Effects of AMPA receptor modulators on the production of arachidonic acid from striatal neurons

The abilities of different compounds acting at α-amino-3-hydroxy-5-methyl-4-isoxazolepropionate (AMPA) receptors to modulate the overflow of [³H]arachidonic acid from rat striatal neurons were examined. The combination of AMPA (0.1 mM) and carbachol (1 mM) stimulated [³H]arachidonic acid production, this effect could be dose-dependently enhanced by the newly discovered allosteric modulator of AMPA receptors: cyclothiazide. Competitive (6-cyano-7-nitroquinoxaline-2,3-dione [CNQX] and 6-(1-imidazolyl)-7-nitroquinazoline-2,3-dione [YM 900]) and non-competitive antagonists, like 1-(amino-phenyl)-4-methyl-7,8-methylenedioxy-5H-2,3-benzodiazepine (GYKI 52466), antagonized the responses induced by either AMPA + carbachol or AMPA + carbachol + cyclothiazide.
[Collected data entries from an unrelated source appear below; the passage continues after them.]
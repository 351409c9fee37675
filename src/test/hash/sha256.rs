use {
    super::test,
    crate::{Hash, Sha224, Sha256},
};

/// SHA-256 test vectors.
#[test]
fn sha256() {
    let hash = &mut Sha256::default();

    test(
        hash,
        b"",
        "e3b0c44298fc1c149afbf4c8996fb92427ae41e4649b934ca495991b7852b855",
    );

    test(
        hash,
        b"abc",
        "ba7816bf8f01cfea414140de5dae2223b00361a396177a9cb410ff61f20015ad",
    );

    test(
        hash,
        b"abcdbcdecdefdefgefghfghighijhijkijkljklmklmnlmnomnopnopq",
        "248d6a61d20638b8e5c026930c3e6039a33ce45964ff2167f6ecedd419db06c1",
    );

    test(
        hash,
        b"abcdbcdecdefdefgefghfghighijhijkijkljklmklmnlmnomnopnop",
        "aa353e009edbaebfc6e494c8d847696896cb8b398e0173a4b5c1b636292d87c7",
    );
}

/// SHA-224 test vectors.
#[test]
fn sha224() {
    let hash = &mut Sha224::default();

    test(
        hash,
        b"",
        "d14a028c2a3a2bc9476102bb288234c415a2b01f828ea62ac5b3e42f",
    );

    test(
        hash,
        b"abc",
        "23097d223405d8228642a477bda255b32aadbce4bda0b3f7e36c9da7",
    );

    test(
        hash,
        b"abcdbcdecdefdefgefghfghighijhijkijkljklmklmnlmnomnopnopq",
        "75388b16512776cc5dba5da1fd890150b0c6455cb4f58b1952522525",
    );

    test(
        hash,
        b"abcdbcdecdefdefgefghfghighijhijkijkljklmklmnlmnomnopnop",
        "7a027d88e394d289ed7a10a918b93d1f210b4741d44534ce64275ab9",
    );
}

/// The NIST long-message vector: one million repetitions of 'a'.
#[test]
fn sha256_million_a() {
    let mut hash = Sha256::default();
    for _ in 0..20_000 {
        hash.update(&[b'a'; 50]);
    }
    assert_eq!(
        hex::encode(hash.digest()),
        "cdc76e5c9914fb9281a1c7e284d73e67f1809a48a497200e046d39ccc7112cd0"
    );
}
//! SHA-1 is a hash function specified by [FIPS
//! 180-4](https://nvlpubs.nist.gov/nistpubs/FIPS/NIST.FIPS.180-4.pdf),
//! built from the [SHACAL-1](Shacal1) block cipher via the
//! [Merkle-Damgard](crate::MerkleDamgard) and
//! [Davies-Meyer](crate::DaviesMeyer) constructions.
//!
//! SHA-1 is cryptographically broken: practical collisions have been
//! demonstrated, and it remains in this crate only for interoperability
//! with systems that still speak it. New designs should use the
//! [SHA-2 family](crate::sha256) instead.

use {
    crate::{
        DaviesMeyer,
        DaviesMeyerCipher,
        Hash,
        LengthPadding,
        MerkleDamgard,
        ModularAddition,
    },
    docext::docext,
};

/// Block size in bytes.
pub const BLOCK_BYTES: usize = 64;

/// A preimage block.
pub type Block = [u8; BLOCK_BYTES];

/// The internal state of [SHA-1](Sha1).
pub type Sha1State = [u32; 5];

/// SHA-1 hash specified by [FIPS
/// 180-4](https://nvlpubs.nist.gov/nistpubs/FIPS/NIST.FIPS.180-4.pdf).
///
/// Broken for collision resistance and kept for interoperability only; see
/// the [module documentation](self). Like every untruncated Merkle-Damgard
/// hash it is also open to [length-extension
/// attacks](crate::MerkleDamgard#length-extension-attacks).
#[derive(Debug)]
pub struct Sha1(
    MerkleDamgard<
        Sha1State,
        DaviesMeyer<Shacal1, ModularAddition<Sha1State>>,
        LengthPadding<BLOCK_BYTES, 8>,
        BLOCK_BYTES,
    >,
);

impl Default for Sha1 {
    fn default() -> Self {
        Self(MerkleDamgard::new(
            DaviesMeyer::new(Shacal1(()), ModularAddition(Default::default())),
            LengthPadding(()),
            [0x67452301, 0xefcdab89, 0x98badcfe, 0x10325476, 0xc3d2e1f0],
        ))
    }
}

impl Hash for Sha1 {
    type Digest = [u8; 20];

    fn update(&mut self, preimage: &[u8]) {
        self.0.absorb(preimage)
    }

    fn digest(&self) -> Self::Digest {
        let mut result = [0; 20];
        self.0
            .finalize()
            .into_iter()
            .flat_map(u32::to_be_bytes)
            .zip(result.iter_mut())
            .for_each(|(b, r)| *r = b);
        result
    }

    fn reset(&mut self) {
        self.0.reset()
    }
}

/// The block cipher at the core of [SHA-1](Sha1), known as SHACAL-1.
///
/// A 64-byte block is first expanded into the 80-word message schedule $W$:
/// the block itself provides $W_0$ through $W_{15}$, and every later word
/// mixes four earlier ones,
///
/// $$
/// W_i = \mathrm{ROTL}(W_{i-3} \oplus W_{i-8} \oplus W_{i-14} \oplus
/// W_{i-16}, 1).
/// $$
///
/// The chaining value then seeds five 32-bit working variables
/// $(a, b, c, d, e)$, stirred once per schedule word,
///
/// $$
/// (a, b, c, d, e) \gets \big(\mathrm{ROTL}(a, 5) + f_t(b, c, d) + e + K_t
/// + W_t,\ a,\ \mathrm{ROTL}(b, 30),\ c,\ d\big) \pmod{2^{32}},
/// $$
///
/// with the round function [$f_t$](ft) and constant [$K_t$](kt) switching
/// every twenty rounds.
#[docext]
#[derive(Debug)]
pub struct Shacal1(());

impl DaviesMeyerCipher for Shacal1 {
    type Block = Block;
    type State = Sha1State;

    fn encrypt(&self, state: Self::State, block: Self::Block) -> Self::State {
        // Expand the block into the full message schedule up front.
        let mut w = [0u32; 80];
        for (word, bytes) in w.iter_mut().zip(block.chunks_exact(4)) {
            *word = u32::from_be_bytes(bytes.try_into().unwrap());
        }
        for i in 16..80 {
            w[i] = (w[i - 3] ^ w[i - 8] ^ w[i - 14] ^ w[i - 16]).rotate_left(1);
        }

        // One stir of the working variables per schedule word. The tuple on
        // the right is built entirely from the pre-round values.
        let [mut a, mut b, mut c, mut d, mut e] = state;
        for (t, &wt) in w.iter().enumerate() {
            (a, b, c, d, e) = (
                a.rotate_left(5)
                    .wrapping_add(ft(t as u32, b, c, d))
                    .wrapping_add(e)
                    .wrapping_add(kt(t as u32))
                    .wrapping_add(wt),
                a,
                b.rotate_left(30),
                c,
                d,
            );
        }

        [a, b, c, d, e]
    }
}

/// The round function $f_t$ of [SHA-1](Sha1), switching every twenty
/// rounds:
///
/// $$
/// f_t(x, y, z) =
/// \begin{cases}
/// Ch(x, y, z) & 0 \le t < 20\\
/// Maj(x, y, z) & 40 \le t < 60\\
/// Parity(x, y, z) & \text{otherwise}
/// \end{cases}
/// $$
#[docext]
pub fn ft(t: u32, x: u32, y: u32, z: u32) -> u32 {
    match t {
        0..=19 => ch(x, y, z),
        40..=59 => maj(x, y, z),
        _ => parity(x, y, z),
    }
}

/// The round constant $K_t$ of [SHA-1](Sha1), one of four fixed words
/// switching every twenty rounds.
#[docext]
pub fn kt(t: u32) -> u32 {
    match t {
        0..=19 => 0x5a827999,
        20..=39 => 0x6ed9eba1,
        40..=59 => 0x8f1bbcdc,
        _ => 0xca62c1d6,
    }
}

/// The choice function $Ch(x, y, z) = (x \land y) \oplus (\neg x \land z)$:
/// each bit of $x$ selects the corresponding bit of either $y$ or $z$.
#[docext]
pub fn ch(x: u32, y: u32, z: u32) -> u32 {
    (x & y) ^ ((!x) & z)
}

/// The majority function $Maj(x, y, z) = (x \land y) \oplus (x \land z)
/// \oplus (y \land z)$: each output bit takes the value shared by at least
/// two of the inputs.
#[docext]
pub fn maj(x: u32, y: u32, z: u32) -> u32 {
    (x & y) ^ (x & z) ^ (y & z)
}

/// The parity function $Parity(x, y, z) = x \oplus y \oplus z$.
#[docext]
pub fn parity(x: u32, y: u32, z: u32) -> u32 {
    x ^ y ^ z
}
In order to appreciate the respective part of AMPA-versus kainate-preferring receptors experiments were performed with kainic acid (0.1 mM) and the more specific kainate agonist domoic acid (0.1 mM). Kainic acid behaves like AMPA, but the response induced by the combination domoic acid + carbachol could not be potentiated by cyclothiazide. On the contrary, concanavalin A potentiated the responses evoked by kainic acid or domoic acid (in combination with carbachol) but did not enhance the AMPA-evoked response. It could be concluded that both AMPA-and kainate-preferring receptors are present in cultured rat striatal neurons and that these two types of receptors were involved together with muscarinic receptors in the overflow of [³H]arachidonic acid.